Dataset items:
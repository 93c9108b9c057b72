//! Domain Model
//!
//! Core entities and topic payloads shared across the loader, price service,
//! trade aggregator and analytics. Wire payloads serialize with
//! SCREAMING_SNAKE enum tags to match the upstream feed conventions.
//!
//! Numeric conventions: quantities 4 dp, prices 6 dp, FX rates 8 dp, VWAP
//! 8 dp rounded half-up. All money math is `rust_decimal::Decimal`.

use crate::clock::Millis;
use chrono::NaiveDate;
use rust_decimal::{Decimal, RoundingStrategy};
use serde::{Deserialize, Serialize};

// =============================================================================
// NUMERIC SCALES
// =============================================================================

pub const QTY_DP: u32 = 4;
pub const PRICE_DP: u32 = 6;
pub const FX_DP: u32 = 8;
pub const VWAP_DP: u32 = 8;

pub fn round_qty(v: Decimal) -> Decimal {
    v.round_dp(QTY_DP)
}

pub fn round_price(v: Decimal) -> Decimal {
    v.round_dp(PRICE_DP)
}

pub fn round_fx(v: Decimal) -> Decimal {
    v.round_dp(FX_DP)
}

/// VWAP contract: half-up to 8 dp.
pub fn round_vwap(v: Decimal) -> Decimal {
    v.round_dp_with_strategy(VWAP_DP, RoundingStrategy::MidpointAwayFromZero)
}

// =============================================================================
// REFERENCE DATA
// =============================================================================

#[derive(Debug, Clone, Copy, PartialEq, Eq, Hash, Serialize, Deserialize)]
#[serde(rename_all = "SCREAMING_SNAKE_CASE")]
pub enum AssetClass {
    Equity,
    Cash,
    FxSpot,
    FxForward,
    EquitySwap,
    Bond,
    Future,
}

impl AssetClass {
    pub fn as_str(&self) -> &'static str {
        match self {
            AssetClass::Equity => "EQUITY",
            AssetClass::Cash => "CASH",
            AssetClass::FxSpot => "FX_SPOT",
            AssetClass::FxForward => "FX_FORWARD",
            AssetClass::EquitySwap => "EQUITY_SWAP",
            AssetClass::Bond => "BOND",
            AssetClass::Future => "FUTURE",
        }
    }

    pub fn parse(s: &str) -> Option<Self> {
        match s {
            "EQUITY" => Some(AssetClass::Equity),
            "CASH" => Some(AssetClass::Cash),
            "FX_SPOT" => Some(AssetClass::FxSpot),
            "FX_FORWARD" => Some(AssetClass::FxForward),
            "EQUITY_SWAP" => Some(AssetClass::EquitySwap),
            "BOND" => Some(AssetClass::Bond),
            "FUTURE" => Some(AssetClass::Future),
            _ => None,
        }
    }
}

/// Tradable instrument. (identifier_type, identifier) is unique among active
/// products.
#[derive(Debug, Clone, Serialize, Deserialize)]
pub struct Product {
    pub product_id: i64,
    pub identifier_type: String,
    pub identifier: String,
    pub ticker: String,
    pub asset_class: AssetClass,
    pub issue_currency: String,
    pub settlement_currency: String,
    pub risk_region: Option<String>,
    pub active: bool,
}

/// Account with its fund/client lineage. Created out-of-band, effectively
/// immutable within the core; replicated here from snapshot headers.
#[derive(Debug, Clone, Serialize, Deserialize)]
pub struct AccountInfo {
    pub account_id: i64,
    pub account_number: String,
    pub account_type: String,
    pub fund_id: i64,
    pub fund_name: String,
    pub client_id: i64,
    pub client_name: String,
    pub base_currency: String,
}

// =============================================================================
// PRICES & FX
// =============================================================================

/// Price sources in priority order: OVERRIDE > REALTIME > RCP_SNAP > MSPA.
#[derive(Debug, Clone, Copy, PartialEq, Eq, Hash, Serialize, Deserialize)]
#[serde(rename_all = "SCREAMING_SNAKE_CASE")]
pub enum PriceSource {
    Override,
    Realtime,
    RcpSnap,
    Mspa,
}

impl PriceSource {
    /// Higher rank wins on cache write.
    pub fn rank(&self) -> u8 {
        match self {
            PriceSource::Override => 4,
            PriceSource::Realtime => 3,
            PriceSource::RcpSnap => 2,
            PriceSource::Mspa => 1,
        }
    }

    pub fn as_str(&self) -> &'static str {
        match self {
            PriceSource::Override => "OVERRIDE",
            PriceSource::Realtime => "REALTIME",
            PriceSource::RcpSnap => "RCP_SNAP",
            PriceSource::Mspa => "MSPA",
        }
    }

    pub fn parse(s: &str) -> Option<Self> {
        match s {
            "OVERRIDE" => Some(PriceSource::Override),
            "REALTIME" => Some(PriceSource::Realtime),
            "RCP_SNAP" => Some(PriceSource::RcpSnap),
            "MSPA" => Some(PriceSource::Mspa),
            _ => None,
        }
    }
}

/// Market-data tick, keyed by product on the fabric.
#[derive(Debug, Clone, Serialize, Deserialize)]
pub struct PriceTick {
    pub product_id: Option<i64>,
    pub ticker: String,
    pub price: Decimal,
    pub currency: String,
    pub asset_class: AssetClass,
    pub ts: Millis,
    pub source: PriceSource,
}

/// FX-rate tick, keyed by currency pair ("EUR/USD") on the fabric.
#[derive(Debug, Clone, Serialize, Deserialize)]
pub struct FxRateTick {
    pub pair: String,
    pub rate: Decimal,
    pub forward_points: Option<Decimal>,
    pub ts: Millis,
    pub source: PriceSource,
}

/// Split "EUR/USD" into ("EUR", "USD"). Returns None unless both legs are
/// 3-letter codes.
pub fn split_pair(pair: &str) -> Option<(&str, &str)> {
    let (base, quote) = pair.split_once('/')?;
    if base.len() == 3 && quote.len() == 3 {
        Some((base, quote))
    } else {
        None
    }
}

// =============================================================================
// POSITIONS
// =============================================================================

#[derive(Debug, Clone, Copy, PartialEq, Eq, Serialize, Deserialize)]
#[serde(rename_all = "SCREAMING_SNAKE_CASE")]
pub enum PositionType {
    Physical,
    Synthetic,
}

impl PositionType {
    pub fn as_str(&self) -> &'static str {
        match self {
            PositionType::Physical => "PHYSICAL",
            PositionType::Synthetic => "SYNTHETIC",
        }
    }

    pub fn parse(s: &str) -> Option<Self> {
        match s {
            "PHYSICAL" => Some(PositionType::Physical),
            "SYNTHETIC" => Some(PositionType::Synthetic),
            _ => None,
        }
    }
}

/// Bitemporal position row. Both time dimensions are half-open `[from, to)`;
/// a current row has `system_to == SYSTEM_TIME_OPEN`.
#[derive(Debug, Clone, Serialize, Deserialize)]
pub struct Position {
    pub account_id: i64,
    pub product_id: i64,
    pub batch_id: i64,
    pub business_date: NaiveDate,
    pub quantity: Decimal,
    pub price_used: Decimal,
    pub fx_rate_used: Decimal,
    pub market_value_local: Decimal,
    pub market_value_base: Decimal,
    pub cost_basis_local: Decimal,
    pub cost_basis_base: Decimal,
    pub unrealized_pnl_local: Decimal,
    pub unrealized_pnl_base: Decimal,
    pub source_system: String,
    pub position_type: PositionType,
    pub excluded: bool,
    pub valid_from: NaiveDate,
    pub valid_to: NaiveDate,
    pub system_from: Millis,
    pub system_to: Millis,
}

// =============================================================================
// SNAPSHOT PAYLOADS (upstream feed + intraday)
// =============================================================================

/// One row of an upstream position snapshot. `external_ref_id` is the
/// per-row idempotency key for intraday records.
#[derive(Debug, Clone, Serialize, Deserialize)]
pub struct SnapshotPosition {
    pub product_id: i64,
    pub ticker: String,
    pub asset_class: AssetClass,
    pub issue_currency: String,
    pub quantity: Decimal,
    pub txn_type: String,
    pub price: Decimal,
    pub external_ref_id: Option<String>,
}

/// Full per-account snapshot as delivered by the upstream feed.
#[derive(Debug, Clone, Serialize, Deserialize)]
pub struct AccountSnapshot {
    pub account_id: i64,
    pub client_id: i64,
    pub client_name: String,
    pub fund_id: i64,
    pub fund_name: String,
    pub base_currency: String,
    pub account_number: String,
    pub account_type: String,
    pub positions: Vec<SnapshotPosition>,
}

impl AccountSnapshot {
    pub fn account_info(&self) -> AccountInfo {
        AccountInfo {
            account_id: self.account_id,
            account_number: self.account_number.clone(),
            account_type: self.account_type.clone(),
            fund_id: self.fund_id,
            fund_name: self.fund_name.clone(),
            client_id: self.client_id,
            client_name: self.client_name.clone(),
            base_currency: self.base_currency.clone(),
        }
    }
}

/// EOD trigger marker, keyed by account.
#[derive(Debug, Clone, Serialize, Deserialize)]
pub struct EodTrigger {
    pub account_id: i64,
    pub business_date: Option<NaiveDate>,
}

// =============================================================================
// POSITION CHANGE EVENTS
// =============================================================================

#[derive(Debug, Clone, Copy, PartialEq, Eq, Hash, Serialize, Deserialize)]
#[serde(rename_all = "SCREAMING_SNAKE_CASE")]
pub enum PositionEventType {
    EodComplete,
    EodFailed,
    Intraday,
    ManualUpload,
    CacheInvalidate,
}

#[derive(Debug, Clone, Serialize, Deserialize)]
pub struct PositionChangeEvent {
    pub account_id: i64,
    pub client_id: i64,
    pub event_type: PositionEventType,
    pub ts: Millis,
}

/// Published once per (client, business date) when every account of the
/// client has completed EOD.
#[derive(Debug, Clone, Serialize, Deserialize)]
pub struct SignoffEvent {
    pub client_id: i64,
    pub business_date: NaiveDate,
    pub account_count: usize,
    pub ts: Millis,
}

// =============================================================================
// ORDERS & FILLS
// =============================================================================

#[derive(Debug, Clone, Copy, PartialEq, Eq, Serialize, Deserialize)]
#[serde(rename_all = "SCREAMING_SNAKE_CASE")]
pub enum Side {
    Buy,
    Sell,
}

impl Side {
    pub fn as_str(&self) -> &'static str {
        match self {
            Side::Buy => "BUY",
            Side::Sell => "SELL",
        }
    }

    pub fn parse(s: &str) -> Option<Self> {
        match s {
            "BUY" => Some(Side::Buy),
            "SELL" => Some(Side::Sell),
            _ => None,
        }
    }

    /// Signed multiplier applied to fill quantity when it feeds back into
    /// positions.
    pub fn sign(&self) -> Decimal {
        match self {
            Side::Buy => Decimal::ONE,
            Side::Sell => Decimal::NEGATIVE_ONE,
        }
    }
}

#[derive(Debug, Clone, Copy, PartialEq, Eq, Serialize, Deserialize)]
#[serde(rename_all = "SCREAMING_SNAKE_CASE")]
pub enum OrderStatus {
    New,
    PendingNew,
    Sent,
    Acknowledged,
    PartiallyFilled,
    Filled,
    Rejected,
    Canceled,
    Orphaned,
}

impl OrderStatus {
    pub fn is_terminal(&self) -> bool {
        matches!(
            self,
            OrderStatus::Filled
                | OrderStatus::Rejected
                | OrderStatus::Canceled
                | OrderStatus::Orphaned
        )
    }

    pub fn as_str(&self) -> &'static str {
        match self {
            OrderStatus::New => "NEW",
            OrderStatus::PendingNew => "PENDING_NEW",
            OrderStatus::Sent => "SENT",
            OrderStatus::Acknowledged => "ACKNOWLEDGED",
            OrderStatus::PartiallyFilled => "PARTIALLY_FILLED",
            OrderStatus::Filled => "FILLED",
            OrderStatus::Rejected => "REJECTED",
            OrderStatus::Canceled => "CANCELED",
            OrderStatus::Orphaned => "ORPHANED",
        }
    }

    pub fn parse(s: &str) -> Option<Self> {
        match s {
            "NEW" => Some(OrderStatus::New),
            "PENDING_NEW" => Some(OrderStatus::PendingNew),
            "SENT" => Some(OrderStatus::Sent),
            "ACKNOWLEDGED" => Some(OrderStatus::Acknowledged),
            "PARTIALLY_FILLED" => Some(OrderStatus::PartiallyFilled),
            "FILLED" => Some(OrderStatus::Filled),
            "REJECTED" => Some(OrderStatus::Rejected),
            "CANCELED" => Some(OrderStatus::Canceled),
            "ORPHANED" => Some(OrderStatus::Orphaned),
            _ => None,
        }
    }
}

/// Execution report from the trade channel, keyed by client order id.
/// `exec_id` is globally unique and is the idempotency key for fills.
#[derive(Debug, Clone, Serialize, Deserialize)]
pub struct ExecutionReport {
    pub exec_id: String,
    pub client_order_id: String,
    pub external_order_id: Option<String>,
    pub account_id: i64,
    pub ticker: String,
    pub asset_class: AssetClass,
    pub side: Side,
    pub last_qty: Decimal,
    pub last_px: Decimal,
    pub cum_qty: Decimal,
    pub status: OrderStatus,
    /// Maturity date for forward fills; absent for spot.
    pub maturity_date: Option<NaiveDate>,
    pub ts: Millis,
}

/// Synthetic intraday trade event published when an order completes,
/// keyed by account and consumed by the Position Loader.
#[derive(Debug, Clone, Serialize, Deserialize)]
pub struct IntradayTradeEvent {
    pub account_id: i64,
    pub client_order_id: String,
    pub product_id: Option<i64>,
    pub ticker: String,
    pub side: Side,
    pub filled_qty: Decimal,
    pub vwap: Decimal,
    pub ts: Millis,
}

/// Forward contract derived from an executed forward fill. Drives the
/// maturity ladder and maturity alerts.
#[derive(Debug, Clone, Serialize, Deserialize)]
pub struct ForwardContract {
    pub client_order_id: String,
    pub account_id: i64,
    pub currency_pair: String,
    pub notional: Decimal,
    pub forward_rate: Decimal,
    pub maturity_date: NaiveDate,
    pub created_at: Millis,
}

#[cfg(test)]
mod tests {
    use super::*;
    use rust_decimal_macros::dec;

    #[test]
    fn test_source_rank_ordering() {
        assert!(PriceSource::Override.rank() > PriceSource::Realtime.rank());
        assert!(PriceSource::Realtime.rank() > PriceSource::RcpSnap.rank());
        assert!(PriceSource::RcpSnap.rank() > PriceSource::Mspa.rank());
    }

    #[test]
    fn test_vwap_rounds_half_up() {
        assert_eq!(round_vwap(dec!(1.054050000049)), dec!(1.05405000));
        assert_eq!(round_vwap(dec!(0.000000005)), dec!(0.00000001));
        assert_eq!(round_vwap(dec!(-0.000000005)), dec!(-0.00000001));
    }

    #[test]
    fn test_terminal_statuses() {
        assert!(OrderStatus::Filled.is_terminal());
        assert!(OrderStatus::Rejected.is_terminal());
        assert!(OrderStatus::Canceled.is_terminal());
        assert!(OrderStatus::Orphaned.is_terminal());
        assert!(!OrderStatus::PartiallyFilled.is_terminal());
        assert!(!OrderStatus::Acknowledged.is_terminal());
    }

    #[test]
    fn test_split_pair() {
        assert_eq!(split_pair("EUR/USD"), Some(("EUR", "USD")));
        assert_eq!(split_pair("EURUSD"), None);
        assert_eq!(split_pair("E/USD"), None);
    }

    #[test]
    fn test_enum_wire_format_is_screaming_snake() {
        let json = serde_json::to_string(&PositionEventType::EodComplete).unwrap();
        assert_eq!(json, "\"EOD_COMPLETE\"");
        let json = serde_json::to_string(&AssetClass::FxForward).unwrap();
        assert_eq!(json, "\"FX_FORWARD\"");
        let status: OrderStatus = serde_json::from_str("\"PARTIALLY_FILLED\"").unwrap();
        assert_eq!(status, OrderStatus::PartiallyFilled);
    }
}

* [Work request]: Each line of the entries above that contains "Rejected" is to be copied.

* [Exercise answer]:
    Rejected,
                | OrderStatus::Rejected
            OrderStatus::Rejected => "REJECTED",
            "REJECTED" => Some(OrderStatus::Rejected),
        assert!(OrderStatus::Rejected.is_terminal());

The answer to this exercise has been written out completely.